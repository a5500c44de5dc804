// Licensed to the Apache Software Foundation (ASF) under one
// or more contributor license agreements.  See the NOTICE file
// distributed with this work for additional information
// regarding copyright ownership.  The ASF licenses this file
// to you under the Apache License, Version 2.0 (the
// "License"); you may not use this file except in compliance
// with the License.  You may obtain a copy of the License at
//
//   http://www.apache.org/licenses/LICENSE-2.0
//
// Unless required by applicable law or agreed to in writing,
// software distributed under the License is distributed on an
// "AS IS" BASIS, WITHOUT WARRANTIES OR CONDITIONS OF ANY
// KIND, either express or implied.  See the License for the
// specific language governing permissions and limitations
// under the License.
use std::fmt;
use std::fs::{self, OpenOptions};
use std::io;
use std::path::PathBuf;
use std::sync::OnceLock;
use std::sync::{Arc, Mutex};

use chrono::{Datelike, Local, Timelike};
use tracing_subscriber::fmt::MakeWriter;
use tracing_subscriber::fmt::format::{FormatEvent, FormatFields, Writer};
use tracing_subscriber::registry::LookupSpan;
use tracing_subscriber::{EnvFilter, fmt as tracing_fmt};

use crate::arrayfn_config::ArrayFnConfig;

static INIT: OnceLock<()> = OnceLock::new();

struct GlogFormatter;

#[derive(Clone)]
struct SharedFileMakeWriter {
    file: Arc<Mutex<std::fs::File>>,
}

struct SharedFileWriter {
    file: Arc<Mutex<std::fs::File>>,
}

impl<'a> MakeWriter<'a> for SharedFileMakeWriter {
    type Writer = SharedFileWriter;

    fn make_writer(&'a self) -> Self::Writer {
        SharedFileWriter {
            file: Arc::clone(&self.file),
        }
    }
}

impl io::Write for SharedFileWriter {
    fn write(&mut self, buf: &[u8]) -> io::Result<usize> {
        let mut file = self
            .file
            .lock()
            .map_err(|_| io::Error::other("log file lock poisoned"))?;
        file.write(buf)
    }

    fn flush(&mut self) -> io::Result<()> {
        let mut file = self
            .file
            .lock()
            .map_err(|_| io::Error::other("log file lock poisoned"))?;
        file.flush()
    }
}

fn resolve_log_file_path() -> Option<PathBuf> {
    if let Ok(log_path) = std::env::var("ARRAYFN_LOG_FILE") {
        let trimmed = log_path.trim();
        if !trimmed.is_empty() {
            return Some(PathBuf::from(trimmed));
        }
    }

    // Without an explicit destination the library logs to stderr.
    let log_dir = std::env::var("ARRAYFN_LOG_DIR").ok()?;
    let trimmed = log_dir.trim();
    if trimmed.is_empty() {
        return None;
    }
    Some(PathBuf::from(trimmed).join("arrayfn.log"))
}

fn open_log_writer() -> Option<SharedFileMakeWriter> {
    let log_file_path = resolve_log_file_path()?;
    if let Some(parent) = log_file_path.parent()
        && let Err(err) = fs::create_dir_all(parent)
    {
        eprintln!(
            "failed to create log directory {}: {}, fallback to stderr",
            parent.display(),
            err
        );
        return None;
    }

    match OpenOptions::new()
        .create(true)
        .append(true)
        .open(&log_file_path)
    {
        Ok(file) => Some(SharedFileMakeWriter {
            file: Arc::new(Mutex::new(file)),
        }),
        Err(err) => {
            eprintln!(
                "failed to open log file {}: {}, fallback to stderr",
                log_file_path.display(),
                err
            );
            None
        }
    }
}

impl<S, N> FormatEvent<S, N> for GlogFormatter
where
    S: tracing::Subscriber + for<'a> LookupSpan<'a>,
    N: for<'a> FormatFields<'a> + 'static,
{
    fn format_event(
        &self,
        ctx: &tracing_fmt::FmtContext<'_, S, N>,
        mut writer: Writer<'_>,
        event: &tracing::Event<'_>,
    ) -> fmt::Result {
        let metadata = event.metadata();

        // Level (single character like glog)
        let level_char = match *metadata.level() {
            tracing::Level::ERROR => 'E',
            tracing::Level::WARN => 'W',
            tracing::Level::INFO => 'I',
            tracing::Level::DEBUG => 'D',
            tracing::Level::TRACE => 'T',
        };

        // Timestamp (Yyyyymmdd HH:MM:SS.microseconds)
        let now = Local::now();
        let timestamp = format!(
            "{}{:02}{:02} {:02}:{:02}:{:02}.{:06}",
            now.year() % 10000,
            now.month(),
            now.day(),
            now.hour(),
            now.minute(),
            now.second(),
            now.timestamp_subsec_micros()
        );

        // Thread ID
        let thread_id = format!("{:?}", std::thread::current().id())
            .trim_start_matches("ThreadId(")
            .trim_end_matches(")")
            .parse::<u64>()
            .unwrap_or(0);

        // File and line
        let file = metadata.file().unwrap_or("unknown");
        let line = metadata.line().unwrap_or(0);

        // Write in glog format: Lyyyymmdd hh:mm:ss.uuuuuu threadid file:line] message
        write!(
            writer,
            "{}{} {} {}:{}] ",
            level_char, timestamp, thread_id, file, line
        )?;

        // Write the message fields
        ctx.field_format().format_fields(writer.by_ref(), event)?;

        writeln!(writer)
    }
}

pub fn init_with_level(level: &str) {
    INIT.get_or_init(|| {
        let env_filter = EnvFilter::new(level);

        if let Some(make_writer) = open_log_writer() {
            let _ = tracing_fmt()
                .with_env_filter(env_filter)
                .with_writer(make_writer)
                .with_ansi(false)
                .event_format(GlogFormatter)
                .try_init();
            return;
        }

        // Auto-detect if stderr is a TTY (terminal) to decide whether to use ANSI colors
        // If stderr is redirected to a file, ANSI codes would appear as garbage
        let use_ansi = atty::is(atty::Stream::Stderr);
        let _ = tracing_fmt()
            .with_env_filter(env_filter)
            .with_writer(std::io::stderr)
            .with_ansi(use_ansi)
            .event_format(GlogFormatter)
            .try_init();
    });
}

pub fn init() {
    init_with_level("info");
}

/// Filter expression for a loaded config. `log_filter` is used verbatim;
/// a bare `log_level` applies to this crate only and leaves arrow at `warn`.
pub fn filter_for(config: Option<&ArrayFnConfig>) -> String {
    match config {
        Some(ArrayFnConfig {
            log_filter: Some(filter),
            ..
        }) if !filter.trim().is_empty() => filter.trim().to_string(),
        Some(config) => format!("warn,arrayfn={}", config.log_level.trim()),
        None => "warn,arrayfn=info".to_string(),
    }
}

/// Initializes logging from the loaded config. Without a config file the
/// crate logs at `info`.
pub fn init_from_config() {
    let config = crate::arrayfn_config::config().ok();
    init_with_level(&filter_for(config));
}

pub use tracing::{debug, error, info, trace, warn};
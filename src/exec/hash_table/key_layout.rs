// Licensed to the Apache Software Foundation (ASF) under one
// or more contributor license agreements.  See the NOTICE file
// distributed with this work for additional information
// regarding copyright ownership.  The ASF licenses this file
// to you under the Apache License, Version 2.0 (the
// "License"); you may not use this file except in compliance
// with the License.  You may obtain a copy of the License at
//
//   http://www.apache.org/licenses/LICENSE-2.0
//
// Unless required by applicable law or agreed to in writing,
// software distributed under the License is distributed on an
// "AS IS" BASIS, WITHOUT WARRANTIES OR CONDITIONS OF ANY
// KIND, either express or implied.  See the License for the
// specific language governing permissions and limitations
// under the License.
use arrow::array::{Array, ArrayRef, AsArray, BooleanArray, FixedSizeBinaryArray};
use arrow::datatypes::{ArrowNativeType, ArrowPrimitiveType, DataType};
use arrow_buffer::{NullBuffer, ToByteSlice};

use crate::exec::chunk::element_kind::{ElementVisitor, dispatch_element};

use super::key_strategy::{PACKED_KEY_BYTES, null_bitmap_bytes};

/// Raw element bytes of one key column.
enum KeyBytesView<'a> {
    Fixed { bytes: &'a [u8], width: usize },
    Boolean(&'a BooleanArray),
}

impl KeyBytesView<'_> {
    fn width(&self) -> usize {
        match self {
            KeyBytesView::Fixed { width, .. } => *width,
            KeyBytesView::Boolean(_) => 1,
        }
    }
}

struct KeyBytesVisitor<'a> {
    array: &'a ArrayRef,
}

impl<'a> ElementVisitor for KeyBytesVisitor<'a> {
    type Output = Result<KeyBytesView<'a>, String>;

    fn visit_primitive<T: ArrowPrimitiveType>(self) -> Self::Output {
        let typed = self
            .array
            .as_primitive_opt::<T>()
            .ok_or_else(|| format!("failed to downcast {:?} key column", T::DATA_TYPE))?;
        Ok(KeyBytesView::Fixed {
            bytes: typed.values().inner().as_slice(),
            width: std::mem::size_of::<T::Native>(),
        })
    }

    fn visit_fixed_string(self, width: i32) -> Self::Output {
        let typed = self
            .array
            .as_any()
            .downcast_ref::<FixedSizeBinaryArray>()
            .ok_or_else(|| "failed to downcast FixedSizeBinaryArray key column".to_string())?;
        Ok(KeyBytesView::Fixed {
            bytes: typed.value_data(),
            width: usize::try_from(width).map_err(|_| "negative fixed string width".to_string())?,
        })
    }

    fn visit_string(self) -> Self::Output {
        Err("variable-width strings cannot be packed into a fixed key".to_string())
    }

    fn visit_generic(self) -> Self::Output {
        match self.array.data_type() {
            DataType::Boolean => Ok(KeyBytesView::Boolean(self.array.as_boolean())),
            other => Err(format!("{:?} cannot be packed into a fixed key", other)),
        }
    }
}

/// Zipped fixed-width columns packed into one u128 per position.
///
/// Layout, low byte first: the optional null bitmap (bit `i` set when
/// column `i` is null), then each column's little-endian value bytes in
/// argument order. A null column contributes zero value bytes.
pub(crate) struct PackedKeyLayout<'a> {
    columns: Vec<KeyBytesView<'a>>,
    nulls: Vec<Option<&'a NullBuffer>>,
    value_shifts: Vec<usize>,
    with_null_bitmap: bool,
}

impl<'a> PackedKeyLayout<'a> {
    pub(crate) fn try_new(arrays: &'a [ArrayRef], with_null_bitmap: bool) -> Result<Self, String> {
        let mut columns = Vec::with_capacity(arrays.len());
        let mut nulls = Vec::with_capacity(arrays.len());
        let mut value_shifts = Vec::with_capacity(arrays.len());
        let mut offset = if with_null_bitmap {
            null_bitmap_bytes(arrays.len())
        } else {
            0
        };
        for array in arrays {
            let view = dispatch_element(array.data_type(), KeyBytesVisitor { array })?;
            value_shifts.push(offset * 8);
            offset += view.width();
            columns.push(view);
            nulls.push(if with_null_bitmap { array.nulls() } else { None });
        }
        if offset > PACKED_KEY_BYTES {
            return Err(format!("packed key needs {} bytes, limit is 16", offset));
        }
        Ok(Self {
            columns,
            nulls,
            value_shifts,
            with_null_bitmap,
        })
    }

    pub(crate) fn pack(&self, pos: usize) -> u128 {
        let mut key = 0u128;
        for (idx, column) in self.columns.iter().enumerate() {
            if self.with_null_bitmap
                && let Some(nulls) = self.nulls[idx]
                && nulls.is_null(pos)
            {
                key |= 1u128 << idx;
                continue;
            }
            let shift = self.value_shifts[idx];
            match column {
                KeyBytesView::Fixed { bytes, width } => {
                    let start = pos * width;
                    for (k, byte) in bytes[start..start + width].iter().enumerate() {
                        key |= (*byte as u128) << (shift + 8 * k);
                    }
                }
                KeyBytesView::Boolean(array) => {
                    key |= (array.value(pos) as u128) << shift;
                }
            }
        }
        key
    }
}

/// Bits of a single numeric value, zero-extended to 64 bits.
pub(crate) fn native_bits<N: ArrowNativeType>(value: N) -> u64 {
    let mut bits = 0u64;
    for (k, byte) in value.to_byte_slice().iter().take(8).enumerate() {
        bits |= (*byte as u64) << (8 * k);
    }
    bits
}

-- -- --

• Directions
Only the lines from the one containing "File and line" through the one containing "the message fields" are to be retyped, both boundary lines included, with no other material.

• Output
        // File and line
        let file = metadata.file().unwrap_or("unknown");
        let line = metadata.line().unwrap_or(0);

        // Write in glog format: Lyyyymmdd hh:mm:ss.uuuuuu threadid file:line] message
        write!(
            writer,
            "{}{} {} {}:{}] ",
            level_char, timestamp, thread_id, file, line
        )?;

        // Write the message fields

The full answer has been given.